To take advantage of the recovery, the report says, now is the time for strategic buyers to make acquisitions.The report cites five "megadeals" that occurred in the fourth quarter of 2010, including Caterpillar's purchase of Bucyrus International for $8.6 billion and ABB's acquisition of Baldor Electric for $4.2 billion. "Given the robust M&A activity in this sector, machinery and equipment businesses have a good chance of finding a strategic buyer in this market," says Ian Cookson, director, Grant Thornton Corporate Finance.

Despite the concerns of businesses about taxes, the report notes that many equipment manufacturers are not taking advantage of a variety of tax benefits. For example, the 2010 Tax Relief Act "offers 100% first-year depreciation for qualified assets (those with depreciable lives of less than 20 years) placed in service after Sept. 8, 2010, but no later than Dec. 31, 2011."

Another opportunity comes from the Small Business Jobs and Credit Act of 2010, which extends Section 179 expensing to machinery and equipment purchased and installed during the 2011 tax year. The report notes that a company can expense up to $500,000 in equipment purchases made in the current year. Moreover, when Section 179 expensing is exhausted, a company can "transfer the remainder of their investment to bonus depreciation."

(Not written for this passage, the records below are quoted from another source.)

/*!
Snapshot metadata and backup kinds.
*/

use crate::{Result, VaultError};
use chrono::{DateTime, Utc};
use serde::{Deserialize, Serialize};
use std::collections::{BTreeMap, BTreeSet};
use std::fmt;
use std::str::FromStr;

/// Schema version written into every new snapshot
pub const SNAPSHOT_SCHEMA_VERSION: &str = "1.0";

/// Whether a backup captures every document or only recent changes
#[derive(Serialize, Deserialize, Debug, Clone, Copy, PartialEq, Eq, Hash)]
#[serde(rename_all = "lowercase")]
pub enum BackupKind {
    Full,
    Incremental,
}

impl BackupKind {
    pub fn as_str(&self) -> &'static str {
        match self {
            BackupKind::Full => "full",
            BackupKind::Incremental => "incremental",
        }
    }
}

impl fmt::Display for BackupKind {
    fn fmt(&self, f: &mut fmt::Formatter<'_>) -> fmt::Result {
        f.write_str(self.as_str())
    }
}

impl FromStr for BackupKind {
    type Err = VaultError;

    fn from_str(s: &str) -> Result<Self> {
        match s.to_ascii_lowercase().as_str() {
            "full" => Ok(BackupKind::Full),
            "incremental" => Ok(BackupKind::Incremental),
            other => Err(VaultError::validation(
                "backup kind",
                format!("unknown backup kind '{other}' (expected 'full' or 'incremental')"),
            )),
        }
    }
}

/// Where one collection's delta starts
#[derive(Serialize, Deserialize, Debug, Clone, PartialEq, Eq)]
pub struct CollectionBaseline {
    /// Newest earlier backup that captured the collection without degradation
    pub backup_id: String,
    pub since: DateTime<Utc>,
}

/// Descriptive header stored at the top of every snapshot
#[derive(Serialize, Deserialize, Debug, Clone, PartialEq)]
pub struct SnapshotMetadata {
    /// Unique identifier, `<kind>_<epochMillis>`
    pub id: String,

    pub kind: BackupKind,

    /// When the snapshot was assembled
    pub created_at: DateTime<Utc>,

    /// Id of the backup this incremental snapshot builds on
    pub based_on_id: Option<String>,

    /// Documents changed at or after this instant are included (incremental only)
    pub since_timestamp: Option<DateTime<Utc>>,

    /// Per-collection baselines of an incremental snapshot
    ///
    /// A collection listed here only holds documents changed since its own
    /// baseline. When the map is non-empty, collections missing from it were
    /// captured in full.
    #[serde(default, skip_serializing_if = "BTreeMap::is_empty")]
    pub collection_baselines: BTreeMap<String, CollectionBaseline>,

    pub schema_version: String,

    /// Deployment environment the data was read from
    pub environment: String,
}

impl SnapshotMetadata {
    /// Create metadata for a full snapshot
    ///
    /// # Example
    /// ```rust
    /// use docvault_core::{BackupKind, SnapshotMetadata};
    ///
    /// let metadata = SnapshotMetadata::new("full_1700000000000", BackupKind::Full, chrono::Utc::now());
    /// assert!(metadata.based_on_id.is_none());
    /// ```
    pub fn new<S: Into<String>>(id: S, kind: BackupKind, created_at: DateTime<Utc>) -> Self {
        Self {
            id: id.into(),
            kind,
            created_at,
            based_on_id: None,
            since_timestamp: None,
            collection_baselines: BTreeMap::new(),
            schema_version: SNAPSHOT_SCHEMA_VERSION.to_string(),
            environment: "development".to_string(),
        }
    }

    /// Record the baseline an incremental snapshot was taken against
    pub fn with_baseline<S: Into<String>>(mut self, based_on_id: S, since: DateTime<Utc>) -> Self {
        self.based_on_id = Some(based_on_id.into());
        self.since_timestamp = Some(since);
        self
    }

    /// Take `collection`'s delta against `backup_id` instead of the snapshot-wide baseline
    pub fn with_collection_baseline<C, B>(mut self, collection: C, backup_id: B, since: DateTime<Utc>) -> Self
    where
        C: Into<String>,
        B: Into<String>,
    {
        self.collection_baselines.insert(
            collection.into(),
            CollectionBaseline {
                backup_id: backup_id.into(),
                since,
            },
        );
        self
    }

    /// Change-detection cutoff for `collection`; `None` means capture everything
    pub fn since_for(&self, collection: &str) -> Option<DateTime<Utc>> {
        if self.collection_baselines.is_empty() {
            self.since_timestamp
        } else {
            self.collection_baselines.get(collection).map(|b| b.since)
        }
    }

    /// Ids of every backup this snapshot needs in order to be complete
    pub fn depends_on(&self) -> BTreeSet<String> {
        self.based_on_id
            .iter()
            .cloned()
            .chain(self.collection_baselines.values().map(|b| b.backup_id.clone()))
            .collect()
    }

    pub fn with_environment<S: Into<String>>(mut self, environment: S) -> Self {
        self.environment = environment.into();
        self
    }

    pub fn with_schema_version<S: Into<String>>(mut self, schema_version: S) -> Self {
        self.schema_version = schema_version.into();
        self
    }

    /// Describe a broken baseline invariant, if any
    ///
    /// `based_on_id` and `since_timestamp` must be present exactly when the
    /// snapshot is incremental.
    pub fn lineage_issue(&self) -> Option<String> {
        let has_base = self.based_on_id.is_some();
        let has_since = self.since_timestamp.is_some();
        match self.kind {
            BackupKind::Incremental if !(has_base && has_since) => Some(format!(
                "incremental snapshot {} is missing its baseline (based_on_id and since_timestamp are required)",
                self.id
            )),
            BackupKind::Full if has_base || has_since || !self.collection_baselines.is_empty() => Some(format!(
                "full snapshot {} must not reference a baseline",
                self.id
            )),
            _ => None,
        }
    }

    /// Check if this snapshot's schema major version can be read by this build
    pub fn is_compatible(&self) -> bool {
        major_version(&self.schema_version)
            .zip(major_version(SNAPSHOT_SCHEMA_VERSION))
            .map(|(ours, current)| ours <= current)
            .unwrap_or(false)
    }
}

fn major_version(version: &str) -> Option<u32> {
    version.split('.').next()?.trim().parse().ok()
}
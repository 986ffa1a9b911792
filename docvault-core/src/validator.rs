/*!
Structural integrity checks for snapshots.

Validation is pure: it never touches a store and reports every problem it
finds, in check order, instead of stopping at the first one.
*/

use crate::codec::BlobDigest;
use crate::records::BackupRecord;
use crate::snapshot::Snapshot;
use serde::Serialize;
use std::collections::HashSet;

#[derive(Serialize, Debug, Clone, PartialEq, Eq)]
pub struct ValidationResult {
    pub valid: bool,
    pub issues: Vec<String>,
}

impl Default for ValidationResult {
    fn default() -> Self {
        Self {
            valid: true,
            issues: Vec::new(),
        }
    }
}

impl ValidationResult {
    pub fn add_issue<S: Into<String>>(&mut self, issue: S) {
        self.valid = false;
        self.issues.push(issue.into());
    }
}

#[derive(Debug, Clone, Copy, Default)]
pub struct IntegrityValidator;

impl IntegrityValidator {
    pub fn new() -> Self {
        Self
    }

    pub fn validate(&self, snapshot: &Snapshot) -> ValidationResult {
        let mut result = ValidationResult::default();
        let metadata = &snapshot.metadata;

        if metadata.id.trim().is_empty() {
            result.add_issue("snapshot metadata has no id");
        }
        if !metadata.is_compatible() {
            result.add_issue(format!(
                "unsupported snapshot schema version {}",
                metadata.schema_version
            ));
        }
        if let Some(issue) = metadata.lineage_issue() {
            result.add_issue(issue);
        }

        for collection in &snapshot.collections {
            if collection.failure.is_none() && collection.document_count != collection.documents.len() {
                result.add_issue(format!(
                    "collection {} declares {} documents but holds {}",
                    collection.name,
                    collection.document_count,
                    collection.documents.len()
                ));
            }
            if collection.failure.is_some() && !collection.documents.is_empty() {
                result.add_issue(format!(
                    "degraded collection {} must not hold documents",
                    collection.name
                ));
            }
        }

        let mut seen = HashSet::new();
        for name in snapshot.collection_names() {
            if !seen.insert(name) {
                result.add_issue(format!("duplicate collection {name}"));
            }
        }

        result
    }

    /// Validate a snapshot loaded for `record`, including the stored blob's digest
    pub fn validate_stored(
        &self,
        snapshot: &Snapshot,
        record: &BackupRecord,
        digest: &BlobDigest,
    ) -> ValidationResult {
        let mut result = self.validate(snapshot);

        if snapshot.metadata.id != record.id {
            result.add_issue(format!(
                "blob {} holds snapshot {} instead of {}",
                record.storage_key, snapshot.metadata.id, record.id
            ));
        }
        // Records rebuilt from a store scan carry the digest they were read with.
        if !record.checksum.is_empty() && record.checksum != digest.checksum {
            result.add_issue(format!(
                "checksum mismatch for {}: expected {}, found {}",
                record.storage_key, record.checksum, digest.checksum
            ));
        }
        if record.size_bytes != digest.size_bytes {
            result.add_issue(format!(
                "size mismatch for {}: expected {} bytes, found {}",
                record.storage_key, record.size_bytes, digest.size_bytes
            ));
        }

        result
    }
}

#[cfg(test)]
mod tests {
    use super::*;
    use crate::metadata::{BackupKind, SnapshotMetadata};
    use crate::records::BackupStatus;
    use crate::snapshot::{CollectionSnapshot, DocumentRecord};
    use chrono::Utc;
    use std::collections::BTreeSet;

    fn doc(id: &str) -> DocumentRecord {
        DocumentRecord::new(id, Default::default())
    }

    fn snapshot(collections: Vec<CollectionSnapshot>) -> Snapshot {
        Snapshot::new(
            SnapshotMetadata::new("full_1", BackupKind::Full, Utc::now()),
            collections,
        )
    }

    #[test]
    fn test_valid_snapshot_with_degraded_collection() {
        let result = IntegrityValidator::new().validate(&snapshot(vec![
            CollectionSnapshot::captured("products", vec![doc("a"), doc("b")]),
            CollectionSnapshot::degraded("categories", "timeout"),
        ]));
        assert!(result.valid, "{:?}", result.issues);
        assert!(result.issues.is_empty());
    }

    #[test]
    fn test_count_mismatch() {
        let mut products = CollectionSnapshot::captured("products", vec![doc("a")]);
        products.document_count = 5;

        let result = IntegrityValidator::new().validate(&snapshot(vec![products]));
        assert!(!result.valid);
        assert_eq!(result.issues.len(), 1);
        assert!(result.issues[0].contains("declares 5 documents but holds 1"));
    }

    #[test]
    fn test_issues_reported_in_check_order() {
        let mut snap = snapshot(vec![
            CollectionSnapshot::captured("products", vec![]),
            CollectionSnapshot::captured("products", vec![]),
        ]);
        snap.metadata.id = String::new();
        snap.collections[0].document_count = 1;

        let result = IntegrityValidator::new().validate(&snap);
        assert_eq!(result.issues.len(), 3);
        assert!(result.issues[0].contains("no id"));
        assert!(result.issues[1].contains("declares 1"));
        assert!(result.issues[2].contains("duplicate collection products"));
    }

    #[test]
    fn test_lineage_and_schema_checks() {
        let mut snap = snapshot(vec![]);
        snap.metadata.kind = BackupKind::Incremental;
        snap.metadata.schema_version = "2.0".to_string();

        let result = IntegrityValidator::new().validate(&snap);
        assert_eq!(result.issues.len(), 2);
        assert!(result.issues[0].contains("schema version 2.0"));
        assert!(result.issues[1].contains("missing its baseline"));
    }

    #[test]
    fn test_degraded_collection_with_documents() {
        let mut categories = CollectionSnapshot::degraded("categories", "boom");
        categories.documents.push(doc("x"));

        let result = IntegrityValidator::new().validate(&snapshot(vec![categories]));
        assert!(!result.valid);
        assert!(result.issues[0].contains("must not hold documents"));
    }

    #[test]
    fn test_validate_stored_checks_digest() {
        let snap = snapshot(vec![]);
        let record = BackupRecord {
            id: "full_1".to_string(),
            kind: BackupKind::Full,
            created_at: snap.metadata.created_at,
            storage_key: "full_1.gz".to_string(),
            size_bytes: 10,
            checksum: "aaaa".to_string(),
            collection_names: BTreeSet::new(),
            status: BackupStatus::Completed,
            duration_ms: 0,
            based_on_id: None,
            degraded_collections: BTreeSet::new(),
            depends_on: BTreeSet::new(),
        };
        let validator = IntegrityValidator::new();

        let matching = BlobDigest {
            size_bytes: 10,
            checksum: "aaaa".to_string(),
        };
        assert!(validator.validate_stored(&snap, &record, &matching).valid);

        let tampered = BlobDigest {
            size_bytes: 11,
            checksum: "bbbb".to_string(),
        };
        let result = validator.validate_stored(&snap, &record, &tampered);
        assert_eq!(result.issues.len(), 2);
        assert!(result.issues[0].contains("checksum mismatch"));
        assert!(result.issues[1].contains("size mismatch"));
    }
}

Gruenes says the inability of manufacturers, particularly small-to-medium size firms, to recognize these tax benefits is cause for concern. He notes that such firms are considered the "key to the economic recovery" and failure to take advantage of tax breaks provides less money for investment. He says the complexity of the tax code needs to be addressed.

Challenged by Change

The report says a number of factors are driving manufacturers to develop more flexible supply chains. It notes that "rising energy and transportation costs, restive labor movements in emerging markets and volatile commodity costs are leading many companies to complement distant suppliers with other options closer to home." An anticipated rise in demand, the report states, should give manufacturers reason to consider moving manufacturing facilities closer to distributions centers, thereby "enabling shorter and more reliable delivery times and lower shipping costs."

While machinery and equipment sales are improving, it has resulted in only a modest rise in employment, the study noted. The industry ended 2010 with 998,800 employees, a gain of about 2% from the low in 2009.

Gruenes says companies continue to invest in equipment and in IT to improve productivity and quality, and offset higher hourly labor costs. He notes that the United States generally has a labor component that is five points lower than the rest of the world

Though the industry is not hiring large numbers of new workers, it nevertheless faces the issue of an aging workforce that will be retiring over the next few years. In addition, customers are looking to equipment manufacturers to provide more value through engineering services. "After years of underinvesting in new talent, companies will be particularly challenged if they rely on higher-value engineering skills," he commented.

Gruenes says many manufacturers "feel good about the things they can control" in their businesses but remain unsettled about macroeconomic issues such as tax rates, national debt, raw material prices and energy costs. As a result, he says, "Business is improving but they are unwilling to go all in."